During further research, we examined the association of serum Ang-2 concentration with parameters of inflammation in the study population (Figure 7). There was a significant positive relationship between the concentration of Ang-2 and CRP (Pearson, r = 0.144, p = 0.043) and the value of the CRP/alb index (Pearson, r = 0.502, p = 0.011) in subjects with HT. Similarly, Ang-2 correlated with the concentration of CRP (Pearson, r = 0.188, p = 0.041) and the value of the CRP/alb index (Pearson, 0.239, p = 0.008), but also with the concentration of IL-6 (Pearson, r = 0.224, p = 0.029) in the group of subjects diagnosed with GD. There were no significant associations in the healthy subjects.

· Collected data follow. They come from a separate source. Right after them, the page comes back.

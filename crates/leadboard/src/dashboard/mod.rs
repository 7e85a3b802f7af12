//! Leads dashboard data layer: seed pools, sampling and derived chart values.

pub mod attribution;
pub mod dataset;
pub mod domain;
pub mod funnel;
pub mod metric_cards;
pub mod random;
pub mod reasons;
mod sampling;
pub mod seeds;
mod snapshot;
pub mod trend;
pub mod views;

pub use attribution::SourceAttributionModel;
pub use dataset::DashboardDataset;
pub use domain::{
    DashboardError, FunnelStage, IconRef, LossReason, Metric, SourceChannel, TrendMode,
    TrendPoint, UnknownTrendMode,
};
pub use funnel::FunnelModel;
pub use metric_cards::MetricSampler;
pub use random::{entropy_seed, RandomSource, RngSource, SequenceSource};
pub use reasons::LossReasonSampler;
pub use sampling::{percentage_of, rounded_percentage, shuffle};
pub use seeds::SeedPools;
pub use snapshot::{sample_dashboard_data, DashboardSnapshot};
pub use trend::LeadsTrendModel;
pub use views::{
    ChannelShareEntry, DashboardSummary, StageShareEntry, TrendChartView, TrendRollup,
};
//! Injectable randomness for dashboard sampling.
//!
//! Every sampling operation takes a [`RandomSource`] instead of reaching for a
//! global generator. Tests script exact draws with [`SequenceSource`].

use rand::rngs::StdRng;
use rand::{Rng, SeedableRng};
use std::collections::VecDeque;

pub trait RandomSource {
    /// Uniform draw in `0..upper`. Returns 0 when `upper` is 0 or 1.
    fn next_below(&mut self, upper: usize) -> usize;

    /// Uniform draw in `low..=high`. Returns `low` when the range is empty.
    fn next_in_range(&mut self, low: i64, high: i64) -> i64;
}

impl<S: RandomSource + ?Sized> RandomSource for &mut S {
    fn next_below(&mut self, upper: usize) -> usize {
        (**self).next_below(upper)
    }

    fn next_in_range(&mut self, low: i64, high: i64) -> i64 {
        (**self).next_in_range(low, high)
    }
}

/// Adapts any `rand` generator.
#[derive(Debug, Clone)]
pub struct RngSource<R> {
    rng: R,
}

impl<R: Rng> RngSource<R> {
    pub fn new(rng: R) -> Self {
        Self { rng }
    }
}

impl RngSource<StdRng> {
    pub fn seeded(seed: u64) -> Self {
        Self::new(StdRng::seed_from_u64(seed))
    }
}

/// A fresh seed from the thread generator, for callers that want to report
/// which seed produced an otherwise unseeded snapshot.
pub fn entropy_seed() -> u64 {
    rand::random()
}

impl<R: Rng> RandomSource for RngSource<R> {
    fn next_below(&mut self, upper: usize) -> usize {
        if upper <= 1 {
            return 0;
        }
        self.rng.gen_range(0..upper)
    }

    fn next_in_range(&mut self, low: i64, high: i64) -> i64 {
        if high <= low {
            return low;
        }
        self.rng.gen_range(low..=high)
    }
}

/// Replays a fixed list of raw draws, wrapping each into the requested range.
///
/// `next_below(n)` yields `raw % n` and `next_in_range(lo, hi)` yields
/// `lo + raw % (hi - lo + 1)`. Once the list is exhausted every draw is 0,
/// i.e. the low end of the requested range.
#[derive(Debug, Clone, Default)]
pub struct SequenceSource {
    draws: VecDeque<u64>,
}

impl SequenceSource {
    pub fn new(draws: impl IntoIterator<Item = u64>) -> Self {
        Self {
            draws: draws.into_iter().collect(),
        }
    }

    pub fn remaining(&self) -> usize {
        self.draws.len()
    }

    fn next_raw(&mut self) -> u64 {
        self.draws.pop_front().unwrap_or(0)
    }
}

impl RandomSource for SequenceSource {
    fn next_below(&mut self, upper: usize) -> usize {
        let raw = self.next_raw();
        if upper <= 1 {
            return 0;
        }
        (raw % upper as u64) as usize
    }

    fn next_in_range(&mut self, low: i64, high: i64) -> i64 {
        let raw = self.next_raw();
        if high <= low {
            return low;
        }
        let span = high.abs_diff(low).saturating_add(1);
        low.saturating_add((raw % span) as i64)
    }
}
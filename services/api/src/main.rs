use leadboard_api::run;

#[tokio::main]
async fn main() {
    if let Err(err) = run().await {
        eprintln!("application error: {err}");
        std::process::exit(1);
    }
}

Finally, we analyzed the relationship of Ang-2 with parameters of oxidative stress and antioxidant protection in all three groups of subjects (Figure 8). In the group of subjects with HT, a positive correlation of Ang-2 with H_2_O_2_ (Spearman, r = 0.394, p = 0.006) and NO (Pearson, r = 0.519, p = 0.001) was confirmed, while in subjects with GD, angiopoietin-2 positively correlated with O_2_^−^ (Pearson, r = 0.232, p = 0.009) and TBARS (Pearson, r = 0.190, p = 0.038). Also, in the group of subjects with GD, there was a significant negative correlation of Ang-2 concentration with the activity of the antioxidant enzymes SOD (Pearson, r = −0.426, p = 0.012) and CAT (Pearson, r = −0.534, p = 0.008). No statistically significant association was found between Ang-2 and parameters of oxidative stress and antioxidant protection in the control group.
3. Discussion
The aim of this study was to evaluate the serum concentration of Ang-2, parameters of inflammation, oxidative stress, and antioxidant protection in patients with AITD, who were divided into subjects with HT and subjects with GD. In addition, we clarified the relationship between Ang-2 concentration and certain laboratory parameters, as well as the relationship of Ang-2 with parameters of inflammation, oxidative stress, and antioxidant protection. To our knowledge, this is the first study to analyze the relationship between angiogenesis, inflammation, and oxidative stress in AITD patients.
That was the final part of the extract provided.